The competition was underway when the arts council administration received orders from the district coordination officer’s (DCO) orders to vacate the premises for a PML-N workers’ convention which was to be addressed among others by adviser to Punjab Chief Minister Zulfiqar Ali Khosa and member National Assembly (MNA) Hamza Shahbaz Sharif. Following the orders, policemen reached the spot and forced the children out of the building. The competition was scheduled to end at 2:30 pm but was stopped at around 12:30 pm.
The participating children who belonged to several private schools in the district had to wait outside the auditorium for around two hours. Aasma, a grade five student, told The Express Tribune that she had asked her parents to pick her up at around 2 pm.She said that now she would have to wait outside the auditorium for two hours. The convention was originally planned at the Circuit House but the venue was changed at the eleventh hour owing to the limited capacity there.
In the end, the Arts Council auditorium with a capacity to seat 500 people also proved inadequate to accommodate the PML-N workers. Some of them reportedly clashed with the policemen in a rush to get seated in the front rows. Arts Council resident director Asif Chaudary told The Express Tribune that the DCO had contacted him after the children’s competition had begun.
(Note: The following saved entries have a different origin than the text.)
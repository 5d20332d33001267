// Copyright 2025 the Understory Authors
// SPDX-License-Identifier: Apache-2.0 OR MIT

//! A retained, in-memory render surface.
//!
//! [`Scene`] stores elements in generational slots, keeps per-element class
//! and bounds, and turns raw pointer down/up input into routed
//! [`PointerEvent`]s by hit testing the listening elements. It is enough to
//! drive a [`LazyTree`](crate::LazyTree) headlessly, and a template for
//! binding one to a real toolkit.

use alloc::vec::Vec;
use hashbrown::HashMap;
use kurbo::{Point, Rect};

use crate::surface::{Modifiers, PointerButton, PointerEvent, PointerKind, Surface};
use crate::types::{ConnectorRole, NodeId, StateClass};

/// Identifier for an element in a [`Scene`] (generational).
#[derive(Copy, Clone, Debug, Eq, PartialEq, Hash)]
pub struct ElementId(u32, u32);

impl ElementId {
    const fn idx(self) -> usize {
        self.0 as usize
    }
}

/// Identifier for a container in a [`Scene`].
#[derive(Copy, Clone, Debug, Eq, PartialEq, Hash)]
pub struct ContainerId(u32);

/// What an element shows.
#[derive(Clone, Debug, PartialEq)]
pub enum ElementKind<T> {
    /// A node representation with its child-count indicator.
    Representation {
        /// Content produced by the backing node.
        content: T,
        /// Number of snapshot children of the node.
        child_count: usize,
    },
    /// A connector segment.
    Connector(ConnectorRole),
}

/// Retained state of one element.
#[derive(Clone, Debug)]
pub struct ElementRecord<T> {
    /// Content or connector role.
    pub kind: ElementKind<T>,
    /// State class, if one was set.
    pub class: Option<StateClass>,
    /// Absolute bounds.
    pub bounds: Rect,
    /// Container the element is attached to.
    pub container: Option<ContainerId>,
    generation: u32,
    /// Attachment sequence number; later attachments paint on top.
    stacking: u64,
}

/// A pointer event resolved to the node that listens on the hit element.
#[derive(Copy, Clone, Debug, PartialEq, Eq)]
pub struct RoutedEvent {
    /// Node to hand the event to.
    pub target: NodeId,
    /// The event.
    pub event: PointerEvent,
}

/// In-memory [`Surface`] implementation.
pub struct Scene<T> {
    /// slots
    elements: Vec<Option<ElementRecord<T>>>,
    /// last generation per slot (persists across frees)
    generations: Vec<u32>,
    free_list: Vec<usize>,
    containers: u32,
    listeners: HashMap<ElementId, NodeId>,
    stacking: u64,
    /// Element and button of the press awaiting its release.
    pressed: Option<(ElementId, PointerButton)>,
}

impl<T> core::fmt::Debug for Scene<T> {
    fn fmt(&self, f: &mut core::fmt::Formatter<'_>) -> core::fmt::Result {
        f.debug_struct("Scene")
            .field("elements_alive", &self.live_count())
            .field("containers", &self.containers)
            .field("listeners", &self.listeners.len())
            .field("pressed", &self.pressed)
            .finish_non_exhaustive()
    }
}

impl<T> Default for Scene<T> {
    fn default() -> Self {
        Self::new()
    }
}

impl<T> Scene<T> {
    /// Create an empty scene.
    pub fn new() -> Self {
        Self {
            elements: Vec::new(),
            generations: Vec::new(),
            free_list: Vec::new(),
            containers: 0,
            listeners: HashMap::new(),
            stacking: 0,
            pressed: None,
        }
    }

    /// Create a new container.
    pub fn create_container(&mut self) -> ContainerId {
        self.containers += 1;
        ContainerId(self.containers)
    }

    /// Look up a live element.
    pub fn get(&self, element: ElementId) -> Option<&ElementRecord<T>> {
        let record = self.elements.get(element.idx())?.as_ref()?;
        (record.generation == element.1).then_some(record)
    }

    /// Content of a representation element.
    pub fn content(&self, element: ElementId) -> Option<&T> {
        match &self.get(element)?.kind {
            ElementKind::Representation { content, .. } => Some(content),
            ElementKind::Connector(_) => None,
        }
    }

    /// Child-count indicator of a representation element.
    pub fn child_count(&self, element: ElementId) -> Option<usize> {
        match self.get(element)?.kind {
            ElementKind::Representation { child_count, .. } => Some(child_count),
            ElementKind::Connector(_) => None,
        }
    }

    /// Node that pointer events on `element` are routed to.
    pub fn listener(&self, element: ElementId) -> Option<NodeId> {
        self.listeners.get(&element).copied()
    }

    /// Number of live elements, attached or not.
    pub fn live_count(&self) -> usize {
        self.elements.iter().filter(|e| e.is_some()).count()
    }

    /// Elements attached to `container`, in slot order.
    pub fn attached(
        &self,
        container: ContainerId,
    ) -> impl Iterator<Item = (ElementId, &ElementRecord<T>)> + '_ {
        self.elements.iter().enumerate().filter_map(move |(i, slot)| {
            let record = slot.as_ref()?;
            #[allow(
                clippy::cast_possible_truncation,
                reason = "ElementId uses 32-bit indices by design."
            )]
            let id = ElementId(i as u32, record.generation);
            (record.container == Some(container)).then_some((id, record))
        })
    }

    /// Number of elements attached to `container`.
    pub fn attached_count(&self, container: ContainerId) -> usize {
        self.attached(container).count()
    }

    /// Topmost attached element with a listener whose bounds contain `point`.
    pub fn hit_test(&self, point: Point) -> Option<ElementId> {
        self.listeners
            .keys()
            .filter_map(|&element| Some((element, self.get(element)?)))
            .filter(|(_, record)| record.container.is_some() && record.bounds.contains(point))
            .max_by_key(|(_, record)| record.stacking)
            .map(|(element, _)| element)
    }

    /// Pointer went down at `point`.
    ///
    /// Returns a [`PointerKind::Press`] routed to the listener of the hit
    /// element, and remembers the element so a matching release can click it.
    pub fn pointer_down(
        &mut self,
        point: Point,
        button: PointerButton,
        modifiers: Modifiers,
    ) -> Option<RoutedEvent> {
        let element = self.hit_test(point);
        self.pressed = element.map(|e| (e, button));
        let element = element?;
        Some(RoutedEvent {
            target: self.listener(element)?,
            event: PointerEvent {
                kind: PointerKind::Press,
                button,
                modifiers,
            },
        })
    }

    /// Pointer went up at `point`.
    ///
    /// Returns a [`PointerKind::Click`] only if the release hits the element
    /// that received the press, with the same button.
    pub fn pointer_up(
        &mut self,
        point: Point,
        button: PointerButton,
        modifiers: Modifiers,
    ) -> Option<RoutedEvent> {
        let (pressed, pressed_button) = self.pressed.take()?;
        if pressed_button != button || self.hit_test(point) != Some(pressed) {
            return None;
        }
        Some(RoutedEvent {
            target: self.listener(pressed)?,
            event: PointerEvent {
                kind: PointerKind::Click,
                button,
                modifiers,
            },
        })
    }

    fn insert(&mut self, kind: ElementKind<T>) -> ElementId {
        let make = |generation| ElementRecord {
            kind,
            class: None,
            bounds: Rect::ZERO,
            container: None,
            generation,
            stacking: 0,
        };
        let (idx, generation) = if let Some(idx) = self.free_list.pop() {
            let generation = self.generations[idx].saturating_add(1);
            self.generations[idx] = generation;
            self.elements[idx] = Some(make(generation));
            (idx, generation)
        } else {
            let generation = 1_u32;
            self.elements.push(Some(make(generation)));
            self.generations.push(generation);
            (self.elements.len() - 1, generation)
        };
        #[allow(
            clippy::cast_possible_truncation,
            reason = "ElementId uses 32-bit indices by design."
        )]
        let idx = idx as u32;
        ElementId(idx, generation)
    }

    fn record_mut(&mut self, element: ElementId) -> Option<&mut ElementRecord<T>> {
        let record = self.elements.get_mut(element.idx())?.as_mut()?;
        (record.generation == element.1).then_some(record)
    }
}

impl<T> Surface for Scene<T> {
    type Content = T;
    type Element = ElementId;
    type Container = ContainerId;

    fn create_representation(&mut self, content: T, child_count: usize) -> ElementId {
        self.insert(ElementKind::Representation {
            content,
            child_count,
        })
    }

    fn create_connector(&mut self, role: ConnectorRole) -> ElementId {
        self.insert(ElementKind::Connector(role))
    }

    fn listen(&mut self, element: ElementId, target: NodeId) {
        if self.get(element).is_some() {
            self.listeners.insert(element, target);
        }
    }

    fn attach(&mut self, element: ElementId, container: ContainerId) {
        self.stacking += 1;
        let stacking = self.stacking;
        if let Some(record) = self.record_mut(element) {
            record.container = Some(container);
            record.stacking = stacking;
        }
    }

    fn is_attached(&self, element: ElementId, container: ContainerId) -> bool {
        self.get(element)
            .is_some_and(|record| record.container == Some(container))
    }

    fn destroy(&mut self, element: ElementId) {
        if self.get(element).is_none() {
            return;
        }
        self.listeners.remove(&element);
        if self.pressed.is_some_and(|(pressed, _)| pressed == element) {
            self.pressed = None;
        }
        self.elements[element.idx()] = None;
        self.free_list.push(element.idx());
    }

    fn set_class(&mut self, element: ElementId, class: StateClass) {
        if let Some(record) = self.record_mut(element) {
            record.class = Some(class);
        }
    }

    fn class(&self, element: ElementId) -> Option<StateClass> {
        self.get(element)?.class
    }

    fn set_bounds(&mut self, element: ElementId, bounds: Rect) {
        if let Some(record) = self.record_mut(element) {
            record.bounds = bounds;
        }
    }

    fn bounds(&self, element: ElementId) -> Option<Rect> {
        self.get(element).map(|record| record.bounds)
    }
}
He said that the first half of the competition and a prize distribution ceremony did take place and only some of the performances were affected by the urgent orders. “We usually have some time between two events to clean the auditorium, but with the DCO giving us a short notice we could do no better than just vacate the premises and hand it over,” Chaudary said.
He said that there was no untoward incident and the only inconvenience caused was to the children who had to wait to be picked up for some time. All Pakistan Private School Unity representative Chaudary Muhammad Tahir said that the evacuation notice was sudden and they were not even halfway through the event.
He said that a number of children had to wait for their pick ups in scorching heat outside the auditorium. “The children had been preparing for the event for many days and were very disappointed to receive the evacuation notice,” Tahir said. The singing competition was a joint venture of the Arts Council and All Pakistan Private Schools’ Unity. The first round of the competition was held at the participating schools. Yesterday’s event was the second and last round.
Published in the Express Tribune, May 20th, 2010.